Add CUDA12 support for Java's onnxruntime_gpu dependency

davidecaroselli commented 7 months ago

Describe the issue

When trying to use Java's onnxruntime_gpu:1.17.1 runtime on a CUDA 12 system, the program fails to load libonnxruntime_providers_cuda.so library because it searches for CUDA 11.x dependencies.

However, this issue seems to be already solved with (nearly) all runtimes except Java AFAIK: Install ONNX Runtime.

Can this be ported to Maven Central build too, please?

To reproduce

On a system with CUDA 12.3 installed:

$ nvidia-smi

+---------------------------------------------------------------------------------------+
| NVIDIA-SMI 535.54.03              Driver Version: 535.54.03    CUDA Version: 12.3     |
|-----------------------------------------+----------------------+----------------------+
...

And a Java Maven project using the latest available version of onnxruntime_gpu:

<dependency>
    <groupId>com.microsoft.onnxruntime</groupId>
    <artifactId>onnxruntime_gpu</artifactId>
    <version>1.17.1</version>
</dependency>

You can reproduce the problem simply by running this Java main:

package org.example;

import ai.onnxruntime.OrtException;
import ai.onnxruntime.OrtSession;

public class App {

    public static void main(String[] args) throws OrtException {
        new OrtSession.SessionOptions().addCUDA(0);
    }

}

Resulting in thr following error:

Exception in thread "main" ai.onnxruntime.OrtException: Error code - ORT_RUNTIME_EXCEPTION - message: /onnxruntime_src/onnxruntime/core/session/provider_bridge_ort.cc:1209 onnxruntime::Provider& onnxruntime::ProviderLibrary::Get() [ONNXRuntimeError] : 1 : FAIL : Failed to load library libonnxruntime_providers_cuda.so with error: libcublasLt.so.11: cannot open shared object file: No such file or directory

    at ai.onnxruntime.OrtSession$SessionOptions.addCUDA(Native Method)
    at ai.onnxruntime.OrtSession$SessionOptions.addCUDA(OrtSession.java:1009)
    at org.example.App.main(App.java:9)

Urgency

Currently development of internal library is blocked because this issue makes impossible to run any Java-ONNX project on our new deployment with newest NVIDIA GPUs (i.e. GH200) as they require the latest drivers and CUDA library.

Platform

Linux

OS Version

Ubuntu 20.04.6 LTS

ONNX Runtime Installation

Released Package

ONNX Runtime Version or Commit ID

1.17.1

ONNX Runtime API

Java

Architecture

X64

Execution Provider

CUDA

Execution Provider Library Version

CUDA 12.3

Craigacp commented 7 months ago

You can compile it from source with CUDA 12 support.

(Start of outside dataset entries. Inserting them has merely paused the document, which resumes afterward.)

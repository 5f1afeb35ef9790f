//! Operator tools for the task queue: submit and revoke a task, abort the
//! active tasks of a worker, and shut down the local worker process.

pub mod abort;
pub mod cli;
pub mod config;
pub mod error;
pub mod identity;
pub mod kill_worker;
pub mod logging;
pub mod process;
pub mod prompt;
pub mod submit;

#[cfg(test)]
mod testing;

pub use config::OpsConfig;
pub use error::{OpsError, Result};
pub use prompt::Prompt;
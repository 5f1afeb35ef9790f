use std::fmt::Display;
use std::io::{self, BufRead, Write};

/// The only answer accepted as confirmation
pub const CONFIRM_ANSWER: &str = "yes";

/// Interactive operator dialogue over a line reader and a writer.
///
/// Reads block until a line arrives; end of input reads as an empty answer.
pub struct Prompt<R, W> {
    input: R,
    output: W,
}

impl Prompt<io::StdinLock<'static>, io::Stdout> {
    pub fn stdio() -> Self {
        Prompt::new(io::stdin().lock(), io::stdout())
    }
}

impl<R: BufRead, W: Write> Prompt<R, W> {
    pub fn new(input: R, output: W) -> Self {
        Prompt { input, output }
    }

    /// Print one line of operator output
    pub fn say(&mut self, line: impl Display) -> io::Result<()> {
        writeln!(self.output, "{}", line)
    }

    /// Ask a free-form question and return the trimmed answer
    pub fn ask(&mut self, question: impl Display) -> io::Result<String> {
        Ok(self.read_answer(question)?.trim().to_string())
    }

    /// Ask a yes/no question. Only the literal `yes` confirms; surrounding
    /// whitespace is part of the answer.
    pub fn confirm(&mut self, question: impl Display) -> io::Result<bool> {
        let answer = self.read_answer(format_args!("{} (yes/no)", question))?;
        Ok(answer.trim_end_matches(['\n', '\r']) == CONFIRM_ANSWER)
    }

    /// Raw line as typed, terminator included
    fn read_answer(&mut self, question: impl Display) -> io::Result<String> {
        write!(self.output, "{} ", question)?;
        self.output.flush()?;

        let mut answer = String::new();
        self.input.read_line(&mut answer)?;
        Ok(answer)
    }

    #[cfg(test)]
    pub(crate) fn into_output(self) -> W {
        self.output
    }
}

davidecaroselli commented 7 months ago

Hi @Craigacp and thanks for the advice.

I was able to compile the library from source using the attached Dockerfile, however there is an important caveat: It seems to me that ONNX runtime only supports cuDNN v8, while all latest NVIDIA CUDA images come with cuDNN v9.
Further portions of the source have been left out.